Materials provided Start Marker

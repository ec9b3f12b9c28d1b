use std::cmp::Ordering;
use std::collections::BinaryHeap;
use std::fmt::{Debug, Formatter};
use std::sync::{Arc, Mutex};

use crate::infrastructure::queue::{
  Comparator, Element, QueueBehavior, QueueError, QueueRWFactoryBehavior, QueueReaderBehavior,
  QueueReaderFactoryBehavior, QueueSize, QueueWithRWFactoryBehavior, QueueWriterBehavior, QueueWriterFactoryBehavior,
};

/// Priority queue ordered by a caller-supplied comparator; the least element
/// is polled first. The relative order of elements that compare equal is
/// unspecified.
pub struct QueuePriority<E: Element> {
  values: Arc<Mutex<BinaryHeap<PriorityEntry<E>>>>,
  comparator: Comparator<E>,
  capacity: QueueSize,
}

impl<E: Element> Clone for QueuePriority<E> {
  fn clone(&self) -> Self {
    Self {
      values: self.values.clone(),
      comparator: self.comparator.clone(),
      capacity: self.capacity.clone(),
    }
  }
}

#[derive(Clone)]
pub struct QueuePriorityWriter<E: Element> {
  queue: QueuePriority<E>,
}

#[derive(Clone)]
pub struct QueuePriorityReader<E: Element> {
  queue: QueuePriority<E>,
}

struct PriorityEntry<E: Element> {
  element: E,
  comparator: Comparator<E>,
}

impl<E: Element> PartialEq for PriorityEntry<E> {
  fn eq(&self, other: &Self) -> bool {
    (self.comparator)(&self.element, &other.element) == Ordering::Equal
  }
}

impl<E: Element> Eq for PriorityEntry<E> {}

impl<E: Element> PartialOrd for PriorityEntry<E> {
  fn partial_cmp(&self, other: &Self) -> Option<Ordering> {
    Some(self.cmp(other))
  }
}

impl<E: Element> Ord for PriorityEntry<E> {
  // BinaryHeap pops the greatest entry; reversing makes that the least element.
  fn cmp(&self, other: &Self) -> Ordering {
    (self.comparator)(&self.element, &other.element).reverse()
  }
}

impl<E: Element> QueuePriority<E> {
  pub fn new(comparator: Comparator<E>) -> Self {
    Self {
      values: Arc::new(Mutex::new(BinaryHeap::new())),
      comparator,
      capacity: QueueSize::Limitless,
    }
  }

  pub fn with_num_elements(comparator: Comparator<E>, num_elements: usize) -> Self {
    Self {
      values: Arc::new(Mutex::new(BinaryHeap::with_capacity(num_elements))),
      comparator,
      capacity: QueueSize::Limited(num_elements),
    }
  }

  fn offer_inner(&self, element: E) -> Result<(), QueueError<E>> {
    let mut values = self.values.lock().unwrap();
    if let QueueSize::Limited(capacity) = self.capacity {
      if values.len() >= capacity {
        return Err(QueueError::Full(element));
      }
    }
    values.push(PriorityEntry {
      element,
      comparator: self.comparator.clone(),
    });
    Ok(())
  }

  fn poll_inner(&self) -> Option<E> {
    let mut values = self.values.lock().unwrap();
    values.pop().map(|entry| entry.element)
  }
}

impl<E: Element> Debug for QueuePriority<E> {
  fn fmt(&self, f: &mut Formatter<'_>) -> std::fmt::Result {
    let values = self.values.lock().unwrap();
    f.debug_struct("QueuePriority")
      .field("len", &values.len())
      .field("capacity", &self.capacity)
      .finish()
  }
}

impl<E: Element> Debug for QueuePriorityWriter<E> {
  fn fmt(&self, f: &mut Formatter<'_>) -> std::fmt::Result {
    f.debug_struct("QueuePriorityWriter").field("queue", &self.queue).finish()
  }
}

impl<E: Element> Debug for QueuePriorityReader<E> {
  fn fmt(&self, f: &mut Formatter<'_>) -> std::fmt::Result {
    f.debug_struct("QueuePriorityReader").field("queue", &self.queue).finish()
  }
}

impl<E: Element> QueueBehavior<E> for QueuePriority<E> {
  fn len(&self) -> QueueSize {
    let values = self.values.lock().unwrap();
    QueueSize::Limited(values.len())
  }

  fn capacity(&self) -> QueueSize {
    self.capacity.clone()
  }
}

impl<E: Element> QueueWriterFactoryBehavior<E> for QueuePriority<E> {
  type Writer = QueuePriorityWriter<E>;

  fn writer(&self) -> Self::Writer {
    QueuePriorityWriter { queue: self.clone() }
  }
}

impl<E: Element> QueueReaderFactoryBehavior<E> for QueuePriority<E> {
  type Reader = QueuePriorityReader<E>;

  fn reader(&self) -> Self::Reader {
    QueuePriorityReader { queue: self.clone() }
  }
}

impl<E: Element> QueueRWFactoryBehavior<E> for QueuePriority<E> {}

impl<E: Element> QueueWithRWFactoryBehavior<E> for QueuePriority<E> {}

impl<E: Element> QueueBehavior<E> for QueuePriorityWriter<E> {
  fn len(&self) -> QueueSize {
    self.queue.len()
  }

  fn capacity(&self) -> QueueSize {
    self.queue.capacity()
  }
}

impl<E: Element> QueueWriterBehavior<E> for QueuePriorityWriter<E> {
  fn offer(&mut self, element: E) -> Result<(), QueueError<E>> {
    self.queue.offer_inner(element)
  }
}

impl<E: Element> QueueBehavior<E> for QueuePriorityReader<E> {
  fn len(&self) -> QueueSize {
    self.queue.len()
  }

  fn capacity(&self) -> QueueSize {
    self.queue.capacity()
  }
}

impl<E: Element> QueueReaderBehavior<E> for QueuePriorityReader<E> {
  fn poll(&mut self) -> Option<E> {
    self.queue.poll_inner()
  }
}

#[cfg(test)]
mod tests {
  use super::*;

  fn ascending() -> Comparator<u32> {
    Arc::new(|left: &u32, right: &u32| left.cmp(right))
  }

  #[test]
  fn test_poll_follows_comparator_order() {
    let queue = QueuePriority::new(ascending());
    let mut writer = queue.writer();
    let mut reader = queue.reader();

    writer.offer(5).unwrap();
    writer.offer(1).unwrap();
    writer.offer(3).unwrap();

    assert_eq!(reader.poll(), Some(1));
    assert_eq!(reader.poll(), Some(3));
    assert_eq!(reader.poll(), Some(5));
    assert_eq!(reader.poll(), None);
  }

  #[test]
  fn test_bounded_offer_rejects_when_full() {
    let queue = QueuePriority::with_num_elements(ascending(), 2);
    let mut writer = queue.writer();

    writer.offer(1).unwrap();
    writer.offer(2).unwrap();
    assert!(matches!(writer.offer(3), Err(QueueError::Full(3))));
  }
}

Materials provided End Marker

▸ Try it: Repeat the records above exactly as they appear.

▸ Response box:
repository ec9b3f12b9c28d1b
use std::cmp::Ordering;
use std::collections::BinaryHeap;
use std::fmt::{Debug, Formatter};
use std::sync::{Arc, Mutex};

use crate::infrastructure::queue::{
  Comparator, Element, QueueBehavior, QueueError, QueueRWFactoryBehavior, QueueReaderBehavior,
  QueueReaderFactoryBehavior, QueueSize, QueueWithRWFactoryBehavior, QueueWriterBehavior, QueueWriterFactoryBehavior,
};

/// Priority queue ordered by a caller-supplied comparator; the least element
/// is polled first. The relative order of elements that compare equal is
/// unspecified.
pub struct QueuePriority<E: Element> {
  values: Arc<Mutex<BinaryHeap<PriorityEntry<E>>>>,
  comparator: Comparator<E>,
  capacity: QueueSize,
}

impl<E: Element> Clone for QueuePriority<E> {
  fn clone(&self) -> Self {
    Self {
      values: self.values.clone(),
      comparator: self.comparator.clone(),
      capacity: self.capacity.clone(),
    }
  }
}

#[derive(Clone)]
pub struct QueuePriorityWriter<E: Element> {
  queue: QueuePriority<E>,
}

#[derive(Clone)]
pub struct QueuePriorityReader<E: Element> {
  queue: QueuePriority<E>,
}

struct PriorityEntry<E: Element> {
  element: E,
  comparator: Comparator<E>,
}

impl<E: Element> PartialEq for PriorityEntry<E> {
  fn eq(&self, other: &Self) -> bool {
    (self.comparator)(&self.element, &other.element) == Ordering::Equal
  }
}

impl<E: Element> Eq for PriorityEntry<E> {}

impl<E: Element> PartialOrd for PriorityEntry<E> {
  fn partial_cmp(&self, other: &Self) -> Option<Ordering> {
    Some(self.cmp(other))
  }
}

impl<E: Element> Ord for PriorityEntry<E> {
  // BinaryHeap pops the greatest entry; reversing makes that the least element.
  fn cmp(&self, other: &Self) -> Ordering {
    (self.comparator)(&self.element, &other.element).reverse()
  }
}

impl<E: Element> QueuePriority<E> {
  pub fn new(comparator: Comparator<E>) -> Self {
    Self {
      values: Arc::new(Mutex::new(BinaryHeap::new())),
      comparator,
      capacity: QueueSize::Limitless,
    }
  }

  pub fn with_num_elements(comparator: Comparator<E>, num_elements: usize) -> Self {
    Self {
      values: Arc::new(Mutex::new(BinaryHeap::with_capacity(num_elements))),
      comparator,
      capacity: QueueSize::Limited(num_elements),
    }
  }

  fn offer_inner(&self, element: E) -> Result<(), QueueError<E>> {
    let mut values = self.values.lock().unwrap();
    if let QueueSize::Limited(capacity) = self.capacity {
      if values.len() >= capacity {
        return Err(QueueError::Full(element));
      }
    }
    values.push(PriorityEntry {
      element,
      comparator: self.comparator.clone(),
    });
    Ok(())
  }

  fn poll_inner(&self) -> Option<E> {
    let mut values = self.values.lock().unwrap();
    values.pop().map(|entry| entry.element)
  }
}

impl<E: Element> Debug for QueuePriority<E> {
  fn fmt(&self, f: &mut Formatter<'_>) -> std::fmt::Result {
    let values = self.values.lock().unwrap();
    f.debug_struct("QueuePriority")
      .field("len", &values.len())
      .field("capacity", &self.capacity)
      .finish()
  }
}

impl<E: Element> Debug for QueuePriorityWriter<E> {
  fn fmt(&self, f: &mut Formatter<'_>) -> std::fmt::Result {
    f.debug_struct("QueuePriorityWriter").field("queue", &self.queue).finish()
  }
}

impl<E: Element> Debug for QueuePriorityReader<E> {
  fn fmt(&self, f: &mut Formatter<'_>) -> std::fmt::Result {
    f.debug_struct("QueuePriorityReader").field("queue", &self.queue).finish()
  }
}

impl<E: Element> QueueBehavior<E> for QueuePriority<E> {
  fn len(&self) -> QueueSize {
    let values = self.values.lock().unwrap();
    QueueSize::Limited(values.len())
  }

  fn capacity(&self) -> QueueSize {
    self.capacity.clone()
  }
}

impl<E: Element> QueueWriterFactoryBehavior<E> for QueuePriority<E> {
  type Writer = QueuePriorityWriter<E>;

  fn writer(&self) -> Self::Writer {
    QueuePriorityWriter { queue: self.clone() }
  }
}

impl<E: Element> QueueReaderFactoryBehavior<E> for QueuePriority<E> {
  type Reader = QueuePriorityReader<E>;

  fn reader(&self) -> Self::Reader {
    QueuePriorityReader { queue: self.clone() }
  }
}

impl<E: Element> QueueRWFactoryBehavior<E> for QueuePriority<E> {}

impl<E: Element> QueueWithRWFactoryBehavior<E> for QueuePriority<E> {}

impl<E: Element> QueueBehavior<E> for QueuePriorityWriter<E> {
  fn len(&self) -> QueueSize {
    self.queue.len()
  }

  fn capacity(&self) -> QueueSize {
    self.queue.capacity()
  }
}

impl<E: Element> QueueWriterBehavior<E> for QueuePriorityWriter<E> {
  fn offer(&mut self, element: E) -> Result<(), QueueError<E>> {
    self.queue.offer_inner(element)
  }
}

impl<E: Element> QueueBehavior<E> for QueuePriorityReader<E> {
  fn len(&self) -> QueueSize {
    self.queue.len()
  }

  fn capacity(&self) -> QueueSize {
    self.queue.capacity()
  }
}

impl<E: Element> QueueReaderBehavior<E> for QueuePriorityReader<E> {
  fn poll(&mut self) -> Option<E> {
    self.queue.poll_inner()
  }
}

#[cfg(test)]
mod tests {
  use super::*;

  fn ascending() -> Comparator<u32> {
    Arc::new(|left: &u32, right: &u32| left.cmp(right))
  }

  #[test]
  fn test_poll_follows_comparator_order() {
    let queue = QueuePriority::new(ascending());
    let mut writer = queue.writer();
    let mut reader = queue.reader();

    writer.offer(5).unwrap();
    writer.offer(1).unwrap();
    writer.offer(3).unwrap();

    assert_eq!(reader.poll(), Some(1));
    assert_eq!(reader.poll(), Some(3));
    assert_eq!(reader.poll(), Some(5));
    assert_eq!(reader.poll(), None);
  }

  #[test]
  fn test_bounded_offer_rejects_when_full() {
    let queue = QueuePriority::with_num_elements(ascending(), 2);
    let mut writer = queue.writer();

    writer.offer(1).unwrap();
    writer.offer(2).unwrap();
    assert!(matches!(writer.offer(3), Err(QueueError::Full(3))));
  }
}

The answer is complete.